In a presentation to the Squamish-Lillooet Regional District (SLRD) at its Oct. 25 board meeting, Pullar shared details and information gathered from previous years of WildSafeBC operations, and a year of on-the-ground work.
“Within the Pemberton Meadows there has been increased interactions between grizzly bears and local farm families, especially to do with crops such as blueberries, carrots and lettuce,” she said about the region just north of Pemberton, where there is increasing concern for the habituation of grizzlies.
In an interview afterwards, Pullar added the increase in interaction is due to a recovering grizzly population and more human activity in the area.
Encounters and reports of grizzly interactions have risen in recent years locally, according to data from the Conservation Officer Service.
On the other end of WildSafeBC’s local area of responsibility, Pullar said Britannia Beach is also a hotspot for black bears “in general,” and that trend has continued in 2023.
“[It’s] not necessarily a larger population of black bears, but black bears in that area have been known to become habituated because of attractants,” she said.
Pullar, who has been the WildSafeBC coordinator for the past season, noted her report was not backed by up-to-date data from 2023, as it was not yet available, but from her day-to-day work and reports from the community.
“The most calls and emails and direct contacts that I received from the public was from those two areas, and the most door-to-door work I did,” she said.
In her report to the SLRD, Pullar said there is still a lot of work to do.
Some data she could use for 2023 was on “bin-tagging,” where WildSafeBC would visit a neighbourhood and take note of rubbish bins put out too early for collection, giving wildlife easy access to a food source. Pullar said data from 2023 and back to 2020 shows there was a reduction in the number of bins being put out due to educational outreach and fines.

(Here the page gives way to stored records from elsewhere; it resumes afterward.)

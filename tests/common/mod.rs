#![allow(dead_code)]

use bikerent::middleware::SessionId;
use bikerent::models::{Bike, BikeRecord, PricingConfiguration};
use bikerent::state::{AppState, DbProvider, SingleDbProvider};
use std::sync::Arc;
use surrealdb::{
    Surreal,
    engine::local::{Db, Mem},
};

/// Create a fresh in-memory test database with schema
pub async fn setup_test_db() -> Surreal<Db> {
    let db = Surreal::new::<Mem>(())
        .await
        .expect("Failed to create in-memory DB");
    db.use_ns("test")
        .use_db("test")
        .await
        .expect("Failed to use namespace/database");

    // Setup schema using the same function as production
    bikerent::db::setup_database(&db)
        .await
        .expect("Failed to set up schema");

    db
}

pub fn app_state(db: Surreal<Db>) -> Arc<AppState> {
    Arc::new(AppState {
        db_provider: Arc::new(DbProvider::Single(SingleDbProvider { db })),
    })
}

pub fn session() -> SessionId {
    SessionId("test-session".to_string())
}

pub async fn insert_bike(db: &Surreal<Db>, name: &str, pricing: PricingConfiguration) -> Bike {
    let record = BikeRecord {
        name: name.to_string(),
        location: None,
        pricing,
    };
    let bike: Option<Bike> = db.create("bikes").content(record).await.unwrap();
    bike.unwrap()
}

In 2023, WildSafeBC focused on Britannia Beach, and Pullar’s data showed there was a significant reduction in bins put out too early in 2023 compared to 2020 (from 35 down to just eight).
But “there is work to be done. There are still bins out, so there are still people that need to be educated,” she said.
Going forward, Pullar told the SLRD board she has heard the community wants a past electric fence cost-sharing program to make a return. She noted it has not gotten off the ground in 2023.
She’s also heard a desire from the community for a bear/wildlife expert focused on the Pemberton and Lillooet area. The local WildSafeBC program encompasses Britannia Beach through to Lillooet.
Speaking to Pique, Pullar said the Sea to Sky is a lot of ground for one coordinator to cover, and suggested two coordinators be assigned to the region in the future. She also suggested an expert on human/bear interaction be based in the Pemberton area due to the combination of factors already mentioned, and to help fill gaps in support for locals.
“[The Pemberton community] expressed they can’t get in contact with the Conservation Officer Service fast enough to prevent bears from getting habituated,” she said.
The local WildSafeBC program will wrap up at the end of November, as it is a seasonal position.